ESPE Abstracts

Type 1 diabetes mellitus (T1DM) is a condition caused by the clonal generation of autoantibodies by B cells. Rituximab, an immunosuppressive agent, has been shown in studies to protect pancreatic function in individuals newly diagnosed with type 1 diabetes mellitus (T1DM). We investigated the effects of rituximab in two individuals with newly diagnosed T1DM. Case 1 was a 10-year-old boy, and Case 2 was a 4-year-old girl, both of whom had T1DM. Insulin secretion capability was still present, as there was a detectable c peptide level in both cases. Rituximab treatment prevented pancreatic cell destruction and preserved some endogenous insulin production. In Case 1, HbA1c levels showed a significant drop on the same drugs and then steadily increased until returning to pre-rituximab levels one year later.
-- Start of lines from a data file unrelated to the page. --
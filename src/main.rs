use std::sync::Arc;

use tracing::{info, warn};
use tracing_subscriber::{layer::SubscriberExt, util::SubscriberInitExt};

use newsdesk::config::Config;
use newsdesk::db::Database;
use newsdesk::news_api::NewsApiClient;
use newsdesk::routes::{self, AppState};
use newsdesk::service::{ArticleService, NewsService};

#[tokio::main]
async fn main() -> anyhow::Result<()> {
    // Initialize logging
    tracing_subscriber::registry()
        .with(
            tracing_subscriber::EnvFilter::try_from_default_env()
                .unwrap_or_else(|_| "newsdesk=info,tower_http=debug".into()),
        )
        .with(tracing_subscriber::fmt::layer())
        .init();

    // Load configuration
    let config_path =
        std::env::var("NEWSDESK_CONFIG").unwrap_or_else(|_| "newsdesk.toml".to_string());
    let mut config = Config::load(&config_path)?;
    config.apply_env_overrides();
    info!("Loaded configuration from {}", config_path);
    if config.news_api.api_key.is_empty() {
        warn!("No news API key configured; ingestion requests will be rejected");
    }

    // Initialize database
    let db = Database::new(&config.database_url).await?;
    db.initialize().await?;
    info!("Database initialized");

    let db = Arc::new(db);
    let api = Arc::new(NewsApiClient::new(&config.news_api)?);

    // Create app state
    let state = Arc::new(AppState {
        news: NewsService::new(db.clone(), api.clone()),
        articles: ArticleService::new(db.clone(), api),
        page_size: config.page_size,
    });

    let app = routes::router(state);

    // Start server
    let listener = tokio::net::TcpListener::bind(&config.bind_address).await?;
    info!("Server starting on http://{}", config.bind_address);

    axum::serve(listener, app).await?;

    Ok(())
}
In Case 2, however, HbA1c remained below 6.5% for 8 months following therapy and was below 7% after the second Rituximab dose. Both patients were administered a second Rituximab dose one year after the first one. While the second case remained on the same medications for maintenance of HbA1c, the first case was able to be maintained on just long-acting insulin without the need for the short-acting as before. Both patients are under close monitoring for glycemic control, insulin secretion capability, and adverse effects.